Rabbi Chaim Gross
What's your goal in life? For most people it's to become a successful doctor, lawyer, prime minister, film director, professional athlete, businessman… fill in the blank. Of course, not everyone has the abilities and talents needed to rise to the top of their chosen path. But some do. Rabbi Chaim Gross, a teacher in the Center Program at Ohr Somayach, most likely would have been successful in any one of those endeavors.
Rabbi Gross, 37, is an Englishman who earned an MA with a "double first" in History from Cambridge University. He was a soccer player, cricketer and a starter on the Field Hockey team at Cambridge, ran the London Marathon and was Captain of the British Field Hockey team at the Maccabian Games in 1997. He could have continued in academia or gone into a profession, or perhaps even have earned his living as a sportsman. Instead he chose yeshiva.
"I'm from a traditional Orthodox (Mill Hill United Synagogue in London) family. We always kept kosher and Shabbat, but I hadn’t been exposed to learning until I came to yeshiva.”
He attended a select English private school — Haberdashers Aske's — where he excelled in academics and sport. While at Cambridge he made a life-changing decision. Many field hockey games were held on Saturday, away from school. After a few weeks of tendering excuses as to why he couldn't make it to the away games on Shabbat, he was forced to make a decision to “play or stay”. He chose to quit the team and stay in Cambridge for Shabbat, where he became a regular at Rabbi Shaul Robinson's Shabbat table. Rabbi Robinson, presently the senior rabbi at Lincoln Square Synagogue in New York City, was then the Jewish Chaplain in Cambridge.
Upon graduation, Rabbi Gross was given a scholarship by the Israeli government to come to Israel and do graduate level work at Hebrew University. The terms of the scholarship were quite liberal and allowed Rabbi Gross to study in yeshiva at the same time as he was attending classes at Hebrew U. After trying out a number of different yeshivas, he dropped in at the Center Program of Ohr Somayach in Jerusalem. "The place was on fire. Rabbi Wiener and Rabbi Mandel were super-dynamic. I was sold."
He came to Ohr Somayach in October of 1999 and stayed for 14 months, eventually moving to the Mir Yeshiva, where he has been learning for the last 13 years. In the interim he married Merissa, a Glaswegian from a traditional Jewish home, and settled in the Har Nof neighborhood in Jerusalem. They have, bli ayin hara, six children, ranging in age from four months to eleven years. In addition to being a devoted mother to her children, Merissa is the director of kiruv programs at Midreshet Rachel, a women's seminary in Jerusalem.
After having received smicha, Rabbi Gross wrote a Hebrew sefer entitled "Hashulchan Ve'hakeilim" which is highly regarded in the yeshiva world.
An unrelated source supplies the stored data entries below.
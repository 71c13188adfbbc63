/*
 *  Agon - Discord bot for running team tournaments inside Discord servers.
 *  Copyright (C) 2026  The Agon developers
 *
 *  This program is free software: you can redistribute it and/or modify
 *  it under the terms of the GNU General Public License as published by
 *  the Free Software Foundation, either version 3 of the License, or
 *  (at your option) any later version.
 *
 *  This program is distributed in the hope that it will be useful,
 *  but WITHOUT ANY WARRANTY; without even the implied warranty of
 *  MERCHANTABILITY or FITNESS FOR A PARTICULAR PURPOSE.  See the
 *  GNU General Public License for more details.
 *
 *  You should have received a copy of the GNU General Public License
 *  along with this program.  If not, see <https://www.gnu.org/licenses/>.
 */
use crate::team::{BOT_TEAM_PREFIX, TEAM_ROLE_PREFIX};
use crate::tournament::Tournament;
use crate::utils;
use serenity::all::{
    ChannelId, ChannelType, Colour, CreateChannel, CreateEmbed, CreateMessage, EditRole, GuildId,
    Http, PermissionOverwrite, PermissionOverwriteType, Permissions, RoleId, UserId,
};
use std::sync::Arc;
use std::time::Duration;

/* Fixed channel names, as created under the tournament category: */

pub const ADMIN_CHANNEL: &str = "🔒│tournament-admin";
pub const ANNOUNCEMENTS_CHANNEL: &str = "📢│tournament-announcements";
pub const RULES_CHANNEL: &str = "📜│tournament-rules";
pub const CREATE_TEAM_CHANNEL: &str = "🏷│create-team";
pub const TEAMS_CHANNEL: &str = "🧾│tournament-teams";
pub const CHAT_CHANNEL: &str = "💬│tournament-chat";
pub const BRACKET_CHANNEL: &str = "🏆│bracket-and-scores";
pub const RESULTS_CHANNEL: &str = "🎯│match-results";

/// Name of the shared category holding the per-team hub channels.
pub const TEAMS_CATEGORY: &str = "🛡 Tournament Teams";

/// Seconds a match channel lives after its score is submitted.
pub const MATCH_CHANNEL_LINGER_SECS: u64 = 5;

/// Everything `/tournament create` sets up on the Discord side, handed to the
/// Tournament constructor as its anchors.
pub struct Scaffold {
    pub category: ChannelId,
    pub admin_channel: ChannelId,
    pub announcements_channel: ChannelId,
    pub rules_channel: ChannelId,
    pub create_team_channel: ChannelId,
    pub teams_channel: ChannelId,
    pub chat_channel: ChannelId,
    pub bracket_channel: ChannelId,
    pub results_channel: ChannelId,
    pub player_role: RoleId,
    pub spectator_role: RoleId,
}

/* Permission overwrite helpers: */

/// The @everyone role of a guild shares the guild's identifier.
fn everyone_role(guild: GuildId) -> RoleId {
    RoleId::new(guild.get())
}

fn hide_from_everyone(guild: GuildId) -> PermissionOverwrite {
    PermissionOverwrite {
        allow: Permissions::empty(),
        deny: Permissions::VIEW_CHANNEL
            | Permissions::SEND_MESSAGES
            | Permissions::READ_MESSAGE_HISTORY,
        kind: PermissionOverwriteType::Role(everyone_role(guild)),
    }
}

fn read_only(role: RoleId) -> PermissionOverwrite {
    PermissionOverwrite {
        allow: Permissions::VIEW_CHANNEL | Permissions::READ_MESSAGE_HISTORY,
        deny: Permissions::SEND_MESSAGES,
        kind: PermissionOverwriteType::Role(role),
    }
}

fn read_write(role: RoleId) -> PermissionOverwrite {
    PermissionOverwrite {
        allow: Permissions::VIEW_CHANNEL
            | Permissions::SEND_MESSAGES
            | Permissions::READ_MESSAGE_HISTORY,
        deny: Permissions::empty(),
        kind: PermissionOverwriteType::Role(role),
    }
}

fn read_write_attach(role: RoleId) -> PermissionOverwrite {
    PermissionOverwrite {
        allow: Permissions::VIEW_CHANNEL
            | Permissions::SEND_MESSAGES
            | Permissions::READ_MESSAGE_HISTORY
            | Permissions::ATTACH_FILES,
        deny: Permissions::empty(),
        kind: PermissionOverwriteType::Role(role),
    }
}

fn hidden(role: RoleId) -> PermissionOverwrite {
    PermissionOverwrite {
        allow: Permissions::empty(),
        deny: Permissions::VIEW_CHANNEL,
        kind: PermissionOverwriteType::Role(role),
    }
}

/**
 * Creates the tournament roles, the tournament category, and the fixed
 * channel set underneath it, seeding each informational channel with its
 * intro message.
 *
 * Permission matrix: the admin channel is staff-only, informational channels
 * are read-only for players and spectators, and the chat channel is open to
 * both.
 */
pub async fn create_scaffolding(
    http: &Http,
    guild: GuildId,
    tournament_name: &str,
) -> serenity::Result<Scaffold> {
    // Roles first; every overwrite below needs them:
    let player_role = guild
        .create_role(
            http,
            EditRole::new()
                .name(format!("{} Player", tournament_name))
                .mentionable(true),
        )
        .await?;
    let spectator_role = guild
        .create_role(
            http,
            EditRole::new()
                .name(format!("{} Spectator", tournament_name))
                .mentionable(true),
        )
        .await?;

    let category = guild
        .create_channel(
            http,
            CreateChannel::new(format!("🎮 {}", tournament_name))
                .kind(ChannelType::Category)
                .permissions(vec![
                    hide_from_everyone(guild),
                    read_write(player_role.id),
                    read_only(spectator_role.id),
                ]),
        )
        .await?;

    let text_channel = |name: &str, overwrites: Vec<PermissionOverwrite>| {
        CreateChannel::new(name)
            .kind(ChannelType::Text)
            .category(category.id)
            .permissions(overwrites)
    };

    let admin_channel = guild
        .create_channel(
            http,
            text_channel(
                ADMIN_CHANNEL,
                vec![
                    hide_from_everyone(guild),
                    hidden(player_role.id),
                    hidden(spectator_role.id),
                ],
            ),
        )
        .await?;

    let informational = |name: &str| {
        text_channel(
            name,
            vec![
                hide_from_everyone(guild),
                read_only(player_role.id),
                read_only(spectator_role.id),
            ],
        )
    };

    let announcements_channel = guild.create_channel(http, informational(ANNOUNCEMENTS_CHANNEL)).await?;
    let rules_channel = guild.create_channel(http, informational(RULES_CHANNEL)).await?;
    let create_team_channel = guild.create_channel(http, informational(CREATE_TEAM_CHANNEL)).await?;
    let teams_channel = guild.create_channel(http, informational(TEAMS_CHANNEL)).await?;
    let bracket_channel = guild.create_channel(http, informational(BRACKET_CHANNEL)).await?;
    let results_channel = guild.create_channel(http, informational(RESULTS_CHANNEL)).await?;

    // Tournament chat: players and spectators can both talk.
    let chat_channel = guild
        .create_channel(
            http,
            text_channel(
                CHAT_CHANNEL,
                vec![
                    hide_from_everyone(guild),
                    read_write(player_role.id),
                    read_write(spectator_role.id),
                ],
            ),
        )
        .await?;

    // Intro content, mirrored on each informational channel:
    announcements_channel
        .send_message(
            http,
            CreateMessage::new().content(
                "📢 **Tournament Announcements**\n\
                All official updates for this tournament will be posted here.\n\
                Only staff can speak in this channel.",
            ),
        )
        .await?;

    rules_channel
        .send_message(
            http,
            CreateMessage::new().embed(
                CreateEmbed::new()
                    .title("📜 Tournament Rules")
                    .description(
                        "Here you can add the rules for your tournament.\n\n\
                        Suggested sections:\n\
                        • Format (2v2, 3v3, etc.)\n\
                        • Map / mode rules\n\
                        • No-cheating / fair play rules\n\
                        • Host / server settings\n\
                        • Reporting scores & screenshots\n",
                    )
                    .colour(Colour::ORANGE),
            ),
        )
        .await?;

    create_team_channel
        .send_message(
            http,
            CreateMessage::new().embed(
                CreateEmbed::new()
                    .title("Create Your Tournament Team")
                    .description(
                        "Use `/team create <name>` to create your team.\n\n\
                        When you create a team, the bot will:\n\
                        • Create a **team role** and give it to you (captain)\n\
                        • Create a **private team hub** channel\n\
                        • Update the **admin panel** and **join panel** with the new team count\n\n\
                        Invite teammates with `/team invite`, and once your roster is full, \
                        mark the team ready with `/team ready` to be included in the bracket.\n\
                        You can also disband your team later with `/team disband`.",
                    )
                    .colour(Colour::DARK_GREEN),
            ),
        )
        .await?;

    teams_channel
        .send_message(
            http,
            CreateMessage::new().content(
                "🧾 **Tournament Teams**\n\
                Teams that ready up will have their roster posted here.",
            ),
        )
        .await?;

    bracket_channel
        .send_message(
            http,
            CreateMessage::new().content(
                "🏆 **Bracket and Scores**\n\
                The bracket view and live match scores will be posted here.",
            ),
        )
        .await?;

    results_channel
        .send_message(
            http,
            CreateMessage::new().content(
                "🎯 **Match Results**\n\
                After each match, its final score will be reported here.",
            ),
        )
        .await?;

    Ok(Scaffold {
        category: category.id,
        admin_channel: admin_channel.id,
        announcements_channel: announcements_channel.id,
        rules_channel: rules_channel.id,
        create_team_channel: create_team_channel.id,
        teams_channel: teams_channel.id,
        chat_channel: chat_channel.id,
        bracket_channel: bracket_channel.id,
        results_channel: results_channel.id,
        player_role: player_role.id,
        spectator_role: spectator_role.id,
    })
}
Its purpose is to provide a concise review of the material needed to be mastered for smicha exams in Yoreh De’ah. "It’s not gripping, but it's useful," says Rabbi Gross with his typical British understatement.
In 2007 he got a call from Rabbi Mandel asking if he would consider teaching at the Center Program. He jumped at the chance. He has been giving a shiur in the Yeshiva for the last seven years. In addition, he recruits English college students and makes it a point of visiting his alma mater to recruit some of the best and brightest English Jews for Ohr Somayach.
With no aversion to hard work and a seeming aversion to leisure time, he works as Editor of a Shabbat parsha sheet which is distributed to over 50 United Synagogue Congregations in the UK. Early Shabbat mornings from 6:30 am to 8:00 am, one can find Rabbi Gross at the “Shabbos Kollel” of Minyan Avreichim in Har Nof, which he helps to run. Lest one think that he might take a shluf on a Shabbat afternoon, the Kollel meets again from 3:00 until mincha. He has recently published kuntresim on Mesechta Berachot, which the Kollel has been learning.
When asked what his long term goal is, Rabbi Gross is quite clear. “It's to try imparting a love of Torah and a desire for growth in Yiddishkeit. I’d like to help change the students’ lives in a significant way."